ASSIGNED TASK: Look through the listing below and write out exactly the lines from the line with "use runwatch::config::validate::validate_config;" to the line with "fn absolute_intake_folder_is_rejected() ->", both included, and no others.
##############################
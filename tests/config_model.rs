use std::error::Error;
use std::path::{Path, PathBuf};
use std::time::Duration;

use clap::Parser;
use runwatch::cli::CliArgs;
use runwatch::config::validate::validate_config;
use runwatch::config::{ConfigFile, Settings};

type TestResult = Result<(), Box<dyn Error>>;

#[test]
fn empty_config_uses_builtin_defaults() -> TestResult {
    let cfg: ConfigFile = toml::from_str("")?;

    assert_eq!(cfg.mounts.miseq, "/mnt/miseq");
    assert_eq!(cfg.mounts.nas, "/mnt/nas");
    assert_eq!(cfg.mounts.node, "/hdfs");
    assert_eq!(cfg.intake.folder, "To_Assemble");
    assert_eq!(cfg.cycle.sleep_secs, 1200);
    validate_config(&cfg)?;
    Ok(())
}

#[test]
fn partial_sections_fill_in_defaults() -> TestResult {
    let cfg: ConfigFile = toml::from_str(
        r#"
        [mounts]
        nas = "/srv/nas"

        [cycle]
        sleep_secs = 60
        "#,
    )?;

    assert_eq!(cfg.mounts.nas, "/srv/nas");
    assert_eq!(cfg.mounts.node, "/hdfs");
    assert_eq!(cfg.cycle.sleep_secs, 60);
    Ok(())
}

#[test]
fn zero_sleep_is_rejected() -> TestResult {
    let cfg: ConfigFile = toml::from_str("[cycle]\nsleep_secs = 0\n")?;
    assert!(validate_config(&cfg).is_err());
    Ok(())
}

#[test]
fn absolute_intake_folder_is_rejected() -> TestResult {
    let cfg: ConfigFile = toml::from_str("[intake]\nfolder = \"/mnt/nas/To_Assemble\"\n")?;
    assert!(validate_config(&cfg).is_err());
    Ok(())
}

#[test]
fn cli_flags_override_the_config_file() -> TestResult {
    let cfg: ConfigFile = toml::from_str("[mounts]\nnas = \"/srv/nas\"\n")?;
    let args = CliArgs::parse_from([
        "runwatch",
        "-n",
        "/mnt/other",
        "-a",
        "Inbox",
        "-s",
        "30",
    ]);

    let settings = Settings::from_sources(&args, &cfg);

    assert_eq!(settings.nas_root, PathBuf::from("/mnt/other"));
    assert_eq!(settings.intake_dir, PathBuf::from("/mnt/other/Inbox"));
    assert_eq!(settings.sleep, Duration::from_secs(30));
    // Unset flags fall through to the file / defaults.
    assert_eq!(settings.node_root, PathBuf::from("/hdfs"));
    Ok(())
}

#[test]
fn protected_paths_cover_the_dangerous_roots() -> TestResult {
    let cfg = ConfigFile::default();
    let args = CliArgs::parse_from(["runwatch"]);
    let settings = Settings::from_sources(&args, &cfg);

    let protected = settings.protected_paths();
    assert!(protected.contains(&PathBuf::from(Path::new("/"))));
    assert!(protected.contains(&settings.nas_root));
    assert!(protected.contains(&settings.intake_dir));
    assert!(protected.contains(&settings.node_root));
    Ok(())
}
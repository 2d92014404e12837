// src/exec/mod.rs

//! Process execution layer.
//!
//! [`pipeline`] owns the single external invocation this daemon makes: the
//! assembly pipeline run against a staged run directory, using
//! `tokio::process::Command`.

pub mod pipeline;

pub use pipeline::{PipelineCommand, PipelineOutcome};
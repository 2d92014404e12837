// src/engine/runtime.rs

use std::fs;
use std::path::PathBuf;

use anyhow::Result;
use tracing::{error, info, warn};

use crate::config::Settings;
use crate::engine::cycle;
use crate::engine::pacing;
use crate::exec::PipelineCommand;
use crate::intake;
use crate::run::Run;

/// Folder under the NAS root where assembly log output accumulates. Ensured
/// to exist at startup.
pub const ASSEMBLY_LOGS_DIR: &str = "AssemblyLogs";

/// The main polling loop.
///
/// Each cycle runs four phases strictly in sequence: intake the eligible
/// runs, then for each queued run stage it to the node, invoke the pipeline
/// on it, and finalize it back to the NAS. Runs are handled one at a time in
/// modification-time order; the only suspension points are the blocking wait
/// on the pipeline process and the inter-cycle pacing sleep.
///
/// No per-run failure may terminate the loop: every phase catches, logs and
/// moves on to the next run or the next cycle.
pub struct Runtime {
    settings: Settings,
    pipeline: PipelineCommand,
}

impl Runtime {
    pub fn new(settings: Settings) -> Self {
        let pipeline = PipelineCommand::new(
            &settings.pipeline_command,
            &settings.pipeline_reference,
        );
        Self { settings, pipeline }
    }

    /// Run forever (or once with `--once`). Ctrl-C is honored during the
    /// pacing sleep; there is no mid-run cancellation.
    pub async fn run(self) -> Result<()> {
        info!(
            "runwatch started, watching {:?} (node root {:?})",
            self.settings.intake_dir, self.settings.node_root
        );

        let log_dir = self.settings.nas_root.join(ASSEMBLY_LOGS_DIR);
        if let Err(err) = fs::create_dir_all(&log_dir) {
            warn!("failed to create assembly log folder {:?}: {err}", log_dir);
        }

        loop {
            self.run_cycle().await;

            if self.settings.once {
                info!("single cycle complete, exiting (--once)");
                break;
            }

            info!(
                "cycle complete, sleeping for {}",
                pacing::format_mm_ss(self.settings.sleep)
            );
            tokio::select! {
                _ = pacing::sleep_with_progress(self.settings.sleep, pacing::PROGRESS_INTERVAL) => {}
                _ = tokio::signal::ctrl_c() => {
                    info!("shutdown requested, stopping loop");
                    break;
                }
            }
        }

        info!("runwatch exiting");
        Ok(())
    }

    /// One full cycle: intake, then stage/process/finalize each verified run.
    pub async fn run_cycle(&self) {
        let runs = match intake::scan_and_tag(&self.settings.intake_dir) {
            Ok(runs) => runs,
            Err(err) => {
                error!("intake scan failed: {err:#}");
                return;
            }
        };

        let protected = self.settings.protected_paths();
        for run in &runs {
            self.assemble_one(run, &protected).await;
        }
    }

    /// Stage, process and finalize a single queued run. Never propagates;
    /// every failure is logged here and the caller continues with the next
    /// run.
    async fn assemble_one(&self, queued: &Run, protected: &[PathBuf]) {
        let staged = match cycle::stage_run(queued, &self.settings.node_root) {
            Ok(staged) => staged,
            Err(err) => {
                error!("staging {} failed: {err:#}", queued.name);
                return;
            }
        };

        // Exit status is logged inside; finalize's result-file check is the
        // authoritative success signal, so processing continues regardless.
        let _outcome = self.pipeline.run(&staged).await;

        match cycle::finalize_run(queued, &staged, &self.settings.intake_dir, protected) {
            Ok(report) => {
                info!(
                    "finalized {} -> {:?} (signal: {}, copied back: {})",
                    queued.name, report.target, report.signal_present, report.copied_back
                );
            }
            Err(err) => {
                error!("finalizing {} failed: {err:#}", queued.name);
            }
        }
    }
}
##############################
TASK RESPONSE:
use runwatch::config::validate::validate_config;
use runwatch::config::{ConfigFile, Settings};

type TestResult = Result<(), Box<dyn Error>>;

#[test]
fn empty_config_uses_builtin_defaults() -> TestResult {
    let cfg: ConfigFile = toml::from_str("")?;

    assert_eq!(cfg.mounts.miseq, "/mnt/miseq");
    assert_eq!(cfg.mounts.nas, "/mnt/nas");
    assert_eq!(cfg.mounts.node, "/hdfs");
    assert_eq!(cfg.intake.folder, "To_Assemble");
    assert_eq!(cfg.cycle.sleep_secs, 1200);
    validate_config(&cfg)?;
    Ok(())
}

#[test]
fn partial_sections_fill_in_defaults() -> TestResult {
    let cfg: ConfigFile = toml::from_str(
        r#"
        [mounts]
        nas = "/srv/nas"

        [cycle]
        sleep_secs = 60
        "#,
    )?;

    assert_eq!(cfg.mounts.nas, "/srv/nas");
    assert_eq!(cfg.mounts.node, "/hdfs");
    assert_eq!(cfg.cycle.sleep_secs, 60);
    Ok(())
}

#[test]
fn zero_sleep_is_rejected() -> TestResult {
    let cfg: ConfigFile = toml::from_str("[cycle]\nsleep_secs = 0\n")?;
    assert!(validate_config(&cfg).is_err());
    Ok(())
}

#[test]
fn absolute_intake_folder_is_rejected() -> TestResult {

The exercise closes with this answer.